胃内容物排出速度 gastric emptying rate(GER)※を変化させる薬によって、併用薬の吸収に影響がでることがあります。

 

※胃内容物排出速度 gastric emptying rate(GER)

 

経口投与された薬が胃を通過して小腸へ移行する速度を胃内容物排出速度 gastric emptying rate(GER)といいます。

 

また、それにかかる時間を胃内容物排出時間 gastric emptying time(GET)といいます。

 

ほとんどの薬は主に小腸から吸収されるため,GERとGETは薬の吸収に大きな影響を及ぼします。

 

 

(例)プロパンテリン(商品名:プロ・バンサイン)の胃・十二指腸運動抑制により、アセトアミノフェン(商品名:カロナール)の吸収速度は抑制される。
メトクロプラミド(商品名:プリンペラン)の胃・十二指腸運動亢進により、アセトアミノフェンの吸収速度は促進される。
※プリンペランは制吐薬として有名だが、中枢神経に作用して消化管運動を亢進させる効果がある。

 

(例)溶解性の低い薬は、胃・十二指腸運動の抑制により吸収が促進され、逆に胃・十二指腸運動の亢進により吸収が抑制されることがある。
例えばジゴキシン(商品名:ジゴシン)は溶解性が低いため、プロパンテリンで吸収が促進され、メトクロプラミドで吸収が抑制される。

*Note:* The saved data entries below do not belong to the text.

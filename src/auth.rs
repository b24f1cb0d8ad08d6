use argon2::password_hash::{SaltString, rand_core::OsRng as SaltRng};
use argon2::{Argon2, PasswordHash, PasswordHasher, PasswordVerifier};
use base64::{Engine as _, engine::general_purpose::URL_SAFE_NO_PAD};
use rand::{RngCore, rngs::OsRng};
use sha2::{Digest, Sha256};

pub const MIN_PASSWORD_LEN: usize = 8;

#[derive(Debug, thiserror::Error)]
pub enum PasswordError {
    #[error("password must be at least {MIN_PASSWORD_LEN} characters")]
    TooShort,
    #[error("argon2 hash error: {0}")]
    Hash(String),
}

/// Checks a login attempt against the PHC string stored on the user row.
/// A malformed stored hash never matches.
pub fn verify_password(password: &str, stored_hash: &str) -> bool {
    PasswordHash::new(stored_hash)
        .map(|parsed| {
            Argon2::default()
                .verify_password(password.as_bytes(), &parsed)
                .is_ok()
        })
        .unwrap_or(false)
}

/// Argon2id with a fresh salt. The result goes into `usuario.password_hash`.
pub fn hash_password(password: &str) -> Result<String, PasswordError> {
    if password.chars().count() < MIN_PASSWORD_LEN {
        return Err(PasswordError::TooShort);
    }

    let salt = SaltString::generate(&mut SaltRng);
    Argon2::default()
        .hash_password(password.as_bytes(), &salt)
        .map(|phc| phc.to_string())
        .map_err(|e| PasswordError::Hash(e.to_string()))
}

/// Opaque bearer token handed to the client; only its digest is persisted.
pub fn generate_access_token() -> String {
    let mut bytes = [0u8; 32];
    OsRng.fill_bytes(&mut bytes);
    URL_SAFE_NO_PAD.encode(bytes)
}

pub fn hash_access_token(token: &str) -> String {
    hex::encode(Sha256::digest(token.as_bytes()))
}
// src/routes/service_routes.rs

use axum::{
    extract::{Path, Query, State},
    routing::get,
    Json, Router,
};
use serde::{Deserialize, Serialize};
use uuid::Uuid;

use crate::{
    error::ApiError,
    middleware::auth_context::AuthContext,
    models::{AppState, DataResponse, ListQuery, OkResponse, clean_opt, deserialize_double_option, patch_text},
};

#[derive(Debug, Serialize, sqlx::FromRow)]
pub struct CategoryRow {
    pub categoria_id: Uuid,
    pub name: String,
    pub description: Option<String>,
    pub is_active: bool,
    pub created_at: chrono::DateTime<chrono::Utc>,
}

#[derive(Debug, Serialize, sqlx::FromRow)]
pub struct ServiceRow {
    pub servicio_id: Uuid,
    pub categoria_id: Option<Uuid>,
    pub category_name: Option<String>,
    pub name: String,
    pub description: Option<String>,
    pub duration_min: i32,
    pub price_cents: i64,
    pub is_active: bool,
    pub created_at: chrono::DateTime<chrono::Utc>,
    pub updated_at: chrono::DateTime<chrono::Utc>,
}

const SERVICE_SELECT: &str = r#"
    SELECT s.servicio_id, s.categoria_id, c.name AS category_name, s.name, s.description,
           s.duration_min, s.price_cents, s.is_active, s.created_at, s.updated_at
    FROM servicio s
    LEFT JOIN categoria c ON c.categoria_id = s.categoria_id
"#;

#[derive(Debug, Deserialize)]
pub struct CategoryRequest {
    pub name: Option<String>,
    #[serde(default, deserialize_with = "deserialize_double_option")]
    pub description: Option<Option<String>>,
}

#[derive(Debug, Deserialize)]
pub struct CreateServiceRequest {
    pub name: String,
    pub categoria_id: Option<Uuid>,
    pub description: Option<String>,
    pub duration_min: i32,
    pub price_cents: i64,
}

#[derive(Debug, Deserialize)]
pub struct UpdateServiceRequest {
    pub name: Option<String>,
    #[serde(default, deserialize_with = "deserialize_double_option")]
    pub categoria_id: Option<Option<Uuid>>,
    #[serde(default, deserialize_with = "deserialize_double_option")]
    pub description: Option<Option<String>>,
    pub duration_min: Option<i32>,
    pub price_cents: Option<i64>,
}

#[derive(Debug, Deserialize)]
pub struct ServiceQuery {
    pub q: Option<String>,
    pub categoria_id: Option<Uuid>,
    #[serde(default)]
    pub include_inactive: bool,
}

pub fn router() -> Router<AppState> {
    Router::new()
        .route("/categories", get(list_categories).post(create_category))
        .route(
            "/categories/{categoria_id}",
            axum::routing::patch(update_category).delete(deactivate_category),
        )
        .route("/categories/{categoria_id}/services", get(list_category_services))
        .route("/services", get(list_services).post(create_service))
        .route(
            "/services/{servicio_id}",
            get(get_service).patch(update_service).delete(deactivate_service),
        )
}

fn validate_service_numbers(duration_min: i32, price_cents: i64) -> Result<(), ApiError> {
    if duration_min <= 0 {
        return Err(ApiError::validation("duration_min must be greater than 0"));
    }
    if price_cents < 0 {
        return Err(ApiError::validation("price_cents cannot be negative"));
    }
    Ok(())
}

/* -------------------------
   Categories
--------------------------*/

pub async fn list_categories(
    State(state): State<AppState>,
    _auth: AuthContext,
    Query(q): Query<ListQuery>,
) -> Result<Json<DataResponse<Vec<CategoryRow>>>, ApiError> {
    let rows = sqlx::query_as::<_, CategoryRow>(
        r#"
        SELECT categoria_id, name, description, is_active, created_at
        FROM categoria
        WHERE ($1::text IS NULL OR name ILIKE $1)
          AND ($2 OR is_active)
        ORDER BY name
        "#,
    )
    .bind(q.like_pattern())
    .bind(q.include_inactive)
    .fetch_all(&state.db)
    .await
    .map_err(ApiError::db)?;

    Ok(Json(DataResponse::new(rows)))
}

pub async fn create_category(
    State(state): State<AppState>,
    auth: AuthContext,
    Json(req): Json<CategoryRequest>,
) -> Result<Json<DataResponse<CategoryRow>>, ApiError> {
    auth.ensure_admin()?;
    let name = clean_opt(req.name.as_deref()).ok_or_else(|| ApiError::validation("name is required"))?;

    let row = sqlx::query_as::<_, CategoryRow>(
        r#"
        INSERT INTO categoria (name, description)
        VALUES ($1, $2)
        RETURNING categoria_id, name, description, is_active, created_at
        "#,
    )
    .bind(name)
    .bind(clean_opt(req.description.flatten().as_deref()))
    .fetch_one(&state.db)
    .await
    .map_err(ApiError::db)?;

    Ok(Json(DataResponse::new(row)))
}

pub async fn update_category(
    State(state): State<AppState>,
    auth: AuthContext,
    Path(categoria_id): Path<Uuid>,
    Json(req): Json<CategoryRequest>,
) -> Result<Json<DataResponse<CategoryRow>>, ApiError> {
    auth.ensure_admin()?;

    let existing = sqlx::query_as::<_, CategoryRow>(
        "SELECT categoria_id, name, description, is_active, created_at FROM categoria WHERE categoria_id = $1",
    )
    .bind(categoria_id)
    .fetch_optional(&state.db)
    .await
    .map_err(ApiError::db)?
    .ok_or_else(|| ApiError::not_found("category"))?;

    let name = match req.name.as_deref() {
        Some(n) => clean_opt(Some(n)).ok_or_else(|| ApiError::validation("name cannot be empty"))?,
        None => existing.name,
    };

    let row = sqlx::query_as::<_, CategoryRow>(
        r#"
        UPDATE categoria
        SET name = $1, description = $2
        WHERE categoria_id = $3
        RETURNING categoria_id, name, description, is_active, created_at
        "#,
    )
    .bind(name)
    .bind(patch_text(req.description, existing.description))
    .bind(categoria_id)
    .fetch_one(&state.db)
    .await
    .map_err(ApiError::db)?;

    Ok(Json(DataResponse::new(row)))
}

pub async fn deactivate_category(
    State(state): State<AppState>,
    auth: AuthContext,
    Path(categoria_id): Path<Uuid>,
) -> Result<Json<OkResponse>, ApiError> {
    auth.ensure_admin()?;

    let res = sqlx::query("UPDATE categoria SET is_active = false WHERE categoria_id = $1 AND is_active")
        .bind(categoria_id)
        .execute(&state.db)
        .await
        .map_err(ApiError::db)?;

    if res.rows_affected() == 0 {
        return Err(ApiError::not_found("category"));
    }
    Ok(Json(OkResponse::ok()))
}

pub async fn list_category_services(
    State(state): State<AppState>,
    _auth: AuthContext,
    Path(categoria_id): Path<Uuid>,
) -> Result<Json<DataResponse<Vec<ServiceRow>>>, ApiError> {
    let rows = sqlx::query_as::<_, ServiceRow>(&format!(
        "{SERVICE_SELECT} WHERE s.categoria_id = $1 AND s.is_active ORDER BY s.name"
    ))
    .bind(categoria_id)
    .fetch_all(&state.db)
    .await
    .map_err(ApiError::db)?;

    Ok(Json(DataResponse::new(rows)))
}

/* -------------------------
   Services
--------------------------*/

async fn load_service(state: &AppState, servicio_id: Uuid) -> Result<ServiceRow, ApiError> {
    sqlx::query_as::<_, ServiceRow>(&format!("{SERVICE_SELECT} WHERE s.servicio_id = $1"))
        .bind(servicio_id)
        .fetch_optional(&state.db)
        .await
        .map_err(ApiError::db)?
        .ok_or_else(|| ApiError::not_found("service"))
}

async fn check_category(state: &AppState, categoria_id: Option<Uuid>) -> Result<(), ApiError> {
    let Some(id) = categoria_id else {
        return Ok(());
    };
    let ok: bool = sqlx::query_scalar("SELECT EXISTS (SELECT 1 FROM categoria WHERE categoria_id = $1 AND is_active)")
        .bind(id)
        .fetch_one(&state.db)
        .await
        .map_err(ApiError::db)?;
    if ok { Ok(()) } else { Err(ApiError::not_found("category")) }
}

pub async fn list_services(
    State(state): State<AppState>,
    _auth: AuthContext,
    Query(q): Query<ServiceQuery>,
) -> Result<Json<DataResponse<Vec<ServiceRow>>>, ApiError> {
    let like = q
        .q
        .as_deref()
        .map(str::trim)
        .filter(|s| !s.is_empty())
        .map(|s| format!("%{s}%"));

    let rows = sqlx::query_as::<_, ServiceRow>(&format!(
        r#"
        {SERVICE_SELECT}
        WHERE ($1::text IS NULL OR s.name ILIKE $1 OR s.description ILIKE $1)
          AND ($2::uuid IS NULL OR s.categoria_id = $2)
          AND ($3 OR s.is_active)
        ORDER BY c.name NULLS LAST, s.name
        "#
    ))
    .bind(like)
    .bind(q.categoria_id)
    .bind(q.include_inactive)
    .fetch_all(&state.db)
    .await
    .map_err(ApiError::db)?;

    Ok(Json(DataResponse::new(rows)))
}

pub async fn get_service(
    State(state): State<AppState>,
    _auth: AuthContext,
    Path(servicio_id): Path<Uuid>,
) -> Result<Json<DataResponse<ServiceRow>>, ApiError> {
    Ok(Json(DataResponse::new(load_service(&state, servicio_id).await?)))
}

pub async fn create_service(
    State(state): State<AppState>,
    auth: AuthContext,
    Json(req): Json<CreateServiceRequest>,
) -> Result<Json<DataResponse<ServiceRow>>, ApiError> {
    auth.ensure_admin()?;

    let name = clean_opt(Some(&req.name)).ok_or_else(|| ApiError::validation("name is required"))?;
    validate_service_numbers(req.duration_min, req.price_cents)?;
    check_category(&state, req.categoria_id).await?;

    let servicio_id: Uuid = sqlx::query_scalar(
        r#"
        INSERT INTO servicio (categoria_id, name, description, duration_min, price_cents)
        VALUES ($1, $2, $3, $4, $5)
        RETURNING servicio_id
        "#,
    )
    .bind(req.categoria_id)
    .bind(name)
    .bind(clean_opt(req.description.as_deref()))
    .bind(req.duration_min)
    .bind(req.price_cents)
    .fetch_one(&state.db)
    .await
    .map_err(ApiError::db)?;

    tracing::info!(%servicio_id, "service created");
    Ok(Json(DataResponse::new(load_service(&state, servicio_id).await?)))
}

/// Price and duration changes apply to new bookings only; existing
/// appointments keep their snapshotted duration.
pub async fn update_service(
    State(state): State<AppState>,
    auth: AuthContext,
    Path(servicio_id): Path<Uuid>,
    Json(req): Json<UpdateServiceRequest>,
) -> Result<Json<DataResponse<ServiceRow>>, ApiError> {
    auth.ensure_admin()?;

    let existing = load_service(&state, servicio_id).await?;

    let name = match req.name.as_deref() {
        Some(n) => clean_opt(Some(n)).ok_or_else(|| ApiError::validation("name cannot be empty"))?,
        None => existing.name.clone(),
    };
    let duration_min = req.duration_min.unwrap_or(existing.duration_min);
    let price_cents = req.price_cents.unwrap_or(existing.price_cents);
    validate_service_numbers(duration_min, price_cents)?;

    let categoria_id = req.categoria_id.unwrap_or(existing.categoria_id);
    if categoria_id != existing.categoria_id {
        check_category(&state, categoria_id).await?;
    }

    sqlx::query(
        r#"
        UPDATE servicio
        SET categoria_id = $1,
            name = $2,
            description = $3,
            duration_min = $4,
            price_cents = $5,
            updated_at = now()
        WHERE servicio_id = $6
        "#,
    )
    .bind(categoria_id)
    .bind(name)
    .bind(patch_text(req.description, existing.description))
    .bind(duration_min)
    .bind(price_cents)
    .bind(servicio_id)
    .execute(&state.db)
    .await
    .map_err(ApiError::db)?;

    Ok(Json(DataResponse::new(load_service(&state, servicio_id).await?)))
}

pub async fn deactivate_service(
    State(state): State<AppState>,
    auth: AuthContext,
    Path(servicio_id): Path<Uuid>,
) -> Result<Json<OkResponse>, ApiError> {
    auth.ensure_admin()?;

    let res = sqlx::query("UPDATE servicio SET is_active = false, updated_at = now() WHERE servicio_id = $1 AND is_active")
        .bind(servicio_id)
        .execute(&state.db)
        .await
        .map_err(ApiError::db)?;

    if res.rows_affected() == 0 {
        return Err(ApiError::not_found("service"));
    }
    Ok(Json(OkResponse::ok()))
}

#[cfg(test)]
mod tests {
    use super::*;

    #[test]
    fn service_numbers_validated() {
        assert!(validate_service_numbers(30, 0).is_ok());
        assert!(validate_service_numbers(0, 100).is_err());
        assert!(validate_service_numbers(-15, 100).is_err());
        assert!(validate_service_numbers(30, -1).is_err());
    }

    #[test]
    fn update_can_clear_category() {
        let req: UpdateServiceRequest = serde_json::from_str(r#"{"categoria_id":null}"#).unwrap();
        assert_eq!(req.categoria_id, Some(None));
        assert_eq!(req.duration_min, None);
    }
}
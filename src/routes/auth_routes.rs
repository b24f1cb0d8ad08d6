use axum::{
    Json, Router,
    extract::State,
    routing::{get, post},
};
use chrono::{Duration, Utc};
use serde::Deserialize;

use crate::{
    auth::{PasswordError, generate_access_token, hash_access_token, hash_password, verify_password},
    error::ApiError,
    middleware::auth_context::AuthContext,
    models::*,
};

pub fn router() -> Router<AppState> {
    Router::new()
        .route("/login", post(login))
        .route("/me", get(me))
        .route("/logout", post(logout))
        .route("/change_password", post(change_password))
}

const USER_COLUMNS: &str = "user_id, username, display_name, password_hash, role, is_active";

fn profile(user: UserRow) -> UserProfile {
    UserProfile {
        user_id: user.user_id,
        username: user.username,
        display_name: user.display_name,
        role: user.role,
    }
}

pub async fn login(
    State(state): State<AppState>,
    Json(req): Json<LoginRequest>,
) -> Result<Json<DataResponse<LoginResponseData>>, ApiError> {
    let username = req.username.trim();
    if username.is_empty() || req.password.is_empty() {
        return Err(ApiError::validation("username and password are required"));
    }

    let user: UserRow = sqlx::query_as::<_, UserRow>(&format!(
        "SELECT {USER_COLUMNS} FROM usuario WHERE username = $1"
    ))
    .bind(username)
    .fetch_optional(&state.db)
    .await
    .map_err(ApiError::db)?
    .ok_or_else(ApiError::invalid_credentials)?;

    if !user.is_active {
        return Err(ApiError::Forbidden("FORBIDDEN", "Account is disabled".into()));
    }

    if !verify_password(&req.password, &user.password_hash) {
        tracing::info!(username, "failed login");
        return Err(ApiError::invalid_credentials());
    }

    let access_token = generate_access_token();
    let token_hash = hash_access_token(&access_token);
    let expires_at = Utc::now() + Duration::hours(state.session_ttl_hours);

    let mut tx = state.db.begin().await.map_err(ApiError::db)?;

    let session: SessionTokenRow = sqlx::query_as::<_, SessionTokenRow>(
        r#"
        INSERT INTO session_token (user_id, session_token_hash, device_name, expires_at)
        VALUES ($1, $2, $3, $4)
        RETURNING session_token_id, expires_at
        "#,
    )
    .bind(user.user_id)
    .bind(&token_hash)
    .bind(req.device_name.as_deref())
    .bind(expires_at)
    .fetch_one(&mut *tx)
    .await
    .map_err(ApiError::db)?;

    sqlx::query("UPDATE usuario SET last_login_at = now() WHERE user_id = $1")
        .bind(user.user_id)
        .execute(&mut *tx)
        .await
        .map_err(ApiError::db)?;

    tx.commit().await.map_err(ApiError::db)?;

    tracing::info!(username, role = user.role.as_str(), "login");

    Ok(Json(DataResponse::new(LoginResponseData {
        access_token,
        expires_at: session.expires_at,
        user: profile(user),
    })))
}

pub async fn me(
    State(state): State<AppState>,
    auth: AuthContext,
) -> Result<Json<DataResponse<MeResponseData>>, ApiError> {
    let user: UserRow = sqlx::query_as::<_, UserRow>(&format!(
        "SELECT {USER_COLUMNS} FROM usuario WHERE user_id = $1 AND is_active"
    ))
    .bind(auth.user_id)
    .fetch_optional(&state.db)
    .await
    .map_err(ApiError::db)?
    .ok_or_else(ApiError::session_expired)?;

    let session: SessionTokenRow = sqlx::query_as::<_, SessionTokenRow>(
        r#"
        SELECT session_token_id, expires_at
        FROM session_token
        WHERE session_token_id = $1
          AND user_id = $2
          AND revoked_at IS NULL
          AND expires_at > now()
        "#,
    )
    .bind(auth.session_token_id)
    .bind(auth.user_id)
    .fetch_optional(&state.db)
    .await
    .map_err(ApiError::db)?
    .ok_or_else(ApiError::session_expired)?;

    Ok(Json(DataResponse::new(MeResponseData {
        user: profile(user),
        session: SessionInfo {
            session_token_id: session.session_token_id,
            expires_at: session.expires_at,
        },
    })))
}

pub async fn logout(
    State(state): State<AppState>,
    auth: AuthContext,
) -> Result<Json<OkResponse>, ApiError> {
    let rows = sqlx::query(
        r#"
        UPDATE session_token
        SET revoked_at = now()
        WHERE session_token_id = $1
          AND user_id = $2
          AND revoked_at IS NULL
        "#,
    )
    .bind(auth.session_token_id)
    .bind(auth.user_id)
    .execute(&state.db)
    .await
    .map_err(ApiError::db)?;

    if rows.rows_affected() == 0 {
        return Err(ApiError::session_expired());
    }

    Ok(Json(OkResponse::ok()))
}

#[derive(Debug, Deserialize)]
pub struct ChangePasswordRequest {
    pub old_password: String,
    pub new_password: String,
}

pub(crate) fn password_error(e: PasswordError) -> ApiError {
    match e {
        PasswordError::TooShort => ApiError::validation(e.to_string()),
        PasswordError::Hash(msg) => ApiError::Internal(msg),
    }
}

/// Replaces the caller's password and revokes their other sessions.
pub async fn change_password(
    State(state): State<AppState>,
    auth: AuthContext,
    Json(req): Json<ChangePasswordRequest>,
) -> Result<Json<OkResponse>, ApiError> {
    if req.old_password.is_empty() || req.new_password.is_empty() {
        return Err(ApiError::validation("old_password and new_password are required"));
    }

    let current: String = sqlx::query_scalar(
        "SELECT password_hash FROM usuario WHERE user_id = $1 AND is_active",
    )
    .bind(auth.user_id)
    .fetch_optional(&state.db)
    .await
    .map_err(ApiError::db)?
    .ok_or_else(ApiError::session_expired)?;

    if !verify_password(&req.old_password, &current) {
        return Err(ApiError::invalid_credentials());
    }

    let new_hash = hash_password(&req.new_password).map_err(password_error)?;

    let mut tx = state.db.begin().await.map_err(ApiError::db)?;

    sqlx::query("UPDATE usuario SET password_hash = $1 WHERE user_id = $2")
        .bind(new_hash)
        .bind(auth.user_id)
        .execute(&mut *tx)
        .await
        .map_err(ApiError::db)?;

    sqlx::query(
        r#"
        UPDATE session_token
        SET revoked_at = now()
        WHERE user_id = $1
          AND revoked_at IS NULL
          AND session_token_id <> $2
        "#,
    )
    .bind(auth.user_id)
    .bind(auth.session_token_id)
    .execute(&mut *tx)
    .await
    .map_err(ApiError::db)?;

    tx.commit().await.map_err(ApiError::db)?;

    Ok(Json(OkResponse::ok()))
}

#[cfg(test)]
mod tests {
    use super::*;
    use assert_matches::assert_matches;

    #[test]
    fn short_password_is_a_validation_error() {
        assert_matches!(
            password_error(PasswordError::TooShort),
            ApiError::BadRequest("VALIDATION_ERROR", _)
        );
        assert_matches!(password_error(PasswordError::Hash("x".into())), ApiError::Internal(_));
    }

    #[test]
    fn login_request_accepts_missing_device() {
        let req: LoginRequest = serde_json::from_str(r#"{"username":"ana","password":"secret123"}"#).unwrap();
        assert_eq!(req.device_name, None);
    }
}
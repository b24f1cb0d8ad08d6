mod auth;
mod config;
mod middleware;

mod db;
mod error;
mod insurance;
mod models;
mod routes;
mod scheduling;

use crate::{config::Config, models::AppState};

use tower_http::cors::{Any, CorsLayer};
use tower_http::trace::TraceLayer;

use axum::http::header;
use tracing_subscriber::EnvFilter;

#[tokio::main]
async fn main() -> anyhow::Result<()> {
    dotenvy::dotenv().ok();

    tracing_subscriber::fmt()
        .with_env_filter(EnvFilter::from_default_env().add_directive("info".parse()?))
        .init();

    let cfg = Config::from_env()?;
    let pool = db::connect_pg(&cfg.database_url, cfg.db_max_connections).await?;

    // One-time setup, before any request is served.
    db::run_migrations(&pool).await?;
    if let Some(admin) = &cfg.bootstrap_admin {
        db::bootstrap_admin(&pool, admin).await?;
    }

    let state = AppState {
        db: pool,
        session_ttl_hours: cfg.session_ttl_hours,
    };

    // Reception desk and calendar front-ends are served from other origins.
    let cors = CorsLayer::new()
        .allow_origin(Any)
        .allow_methods(Any)
        .allow_headers([header::CONTENT_TYPE, header::AUTHORIZATION, header::ACCEPT]);

    let app = routes::router(state)
        .layer(cors)
        .layer(TraceLayer::new_for_http());

    tracing::info!("Listening on http://{}", cfg.bind_addr);
    let listener = tokio::net::TcpListener::bind(&cfg.bind_addr).await?;
    axum::serve(listener, app).await?;
    Ok(())
}
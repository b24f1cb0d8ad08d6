use axum::{
    extract::{Path, Query, State},
    routing::{get, post, put},
    Json, Router,
};
use chrono::{DateTime, Days, Local, NaiveDate, NaiveDateTime, NaiveTime, Utc};
use serde::{Deserialize, Serialize};
use uuid::Uuid;

use crate::{
    error::{ApiError, DomainError},
    middleware::auth_context::AuthContext,
    models::{AppState, DataResponse, PageParams, Paged, clean_opt, deserialize_double_option, patch_text},
    scheduling::{
        availability::{AvailabilityService, BookingRequest, DayAvailability, PgScheduleStore, Slot},
        calendar::{build_calendar, day_summary, AppointmentProjection, CalendarView, CalendarViewKind, DaySummary},
        hhmm,
        lifecycle::{self, AppointmentStatus},
        parse_date, parse_time,
        working_hours::DayHours,
    },
};

/// Wall-clock time of the office. Bookings are stored as local date + time.
fn local_now() -> NaiveDateTime {
    Local::now().naive_local()
}

pub fn router() -> Router<AppState> {
    Router::new()
        .route("/appointments", get(list_appointments).post(create_appointment))
        .route("/appointments/upcoming", get(upcoming_appointments))
        .route(
            "/appointments/{turno_id}",
            get(get_appointment).patch(update_appointment),
        )
        .route("/appointments/{turno_id}/confirm", post(confirm_appointment))
        .route("/appointments/{turno_id}/complete", post(complete_appointment))
        .route("/appointments/{turno_id}/cancel", post(cancel_appointment))
        .route("/appointments/{turno_id}/status", put(override_status))
        .route("/availability", get(free_slots))
        .route("/availability/slots", get(free_slot_times))
        .route("/calendar", get(calendar))
        .route("/calendar/summary", get(summary))
}

/* -------------------------
   Rows & DTOs
--------------------------*/

#[derive(Debug, Serialize, sqlx::FromRow)]
pub struct AppointmentRow {
    pub turno_id: Uuid,
    pub cliente_id: Uuid,
    pub profesional_id: Uuid,
    pub servicio_id: Uuid,
    pub appt_date: NaiveDate,
    #[serde(with = "hhmm")]
    pub start_time: NaiveTime,
    pub duration_min: i32,
    pub status: AppointmentStatus,
    pub final_price_cents: Option<i64>,
    pub price_cents: i64,
    pub notes: Option<String>,
    pub client_name: String,
    pub professional_name: String,
    pub service_name: String,
    pub created_by_user_id: Option<Uuid>,
    pub updated_by_user_id: Option<Uuid>,
    pub created_at: DateTime<Utc>,
    pub updated_at: DateTime<Utc>,
}

const APPOINTMENT_SELECT: &str = r#"
    SELECT t.turno_id, t.cliente_id, t.profesional_id, t.servicio_id, t.appt_date, t.start_time,
           t.duration_min, t.status, t.final_price_cents,
           COALESCE(t.final_price_cents, s.price_cents) AS price_cents,
           t.notes,
           c.last_name || ', ' || c.first_name AS client_name,
           p.last_name || ', ' || p.first_name AS professional_name,
           s.name AS service_name,
           t.created_by_user_id, t.updated_by_user_id, t.created_at, t.updated_at
    FROM turno t
    JOIN cliente c ON c.cliente_id = t.cliente_id
    JOIN profesional p ON p.profesional_id = t.profesional_id
    JOIN servicio s ON s.servicio_id = t.servicio_id
"#;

プロパンテリンによりGERが遅くなり、ジゴキシンが主な吸収部位である小腸にゆっくりと到達し長く留まった分ジゴキシンの溶解性が増し、吸収量が増大すると考えられている。

 

(例)副交感神経興奮様薬は消化器官の活動を亢進させる。そのため胃排出を促進させ、胃で吸収される薬の吸収を抑制する。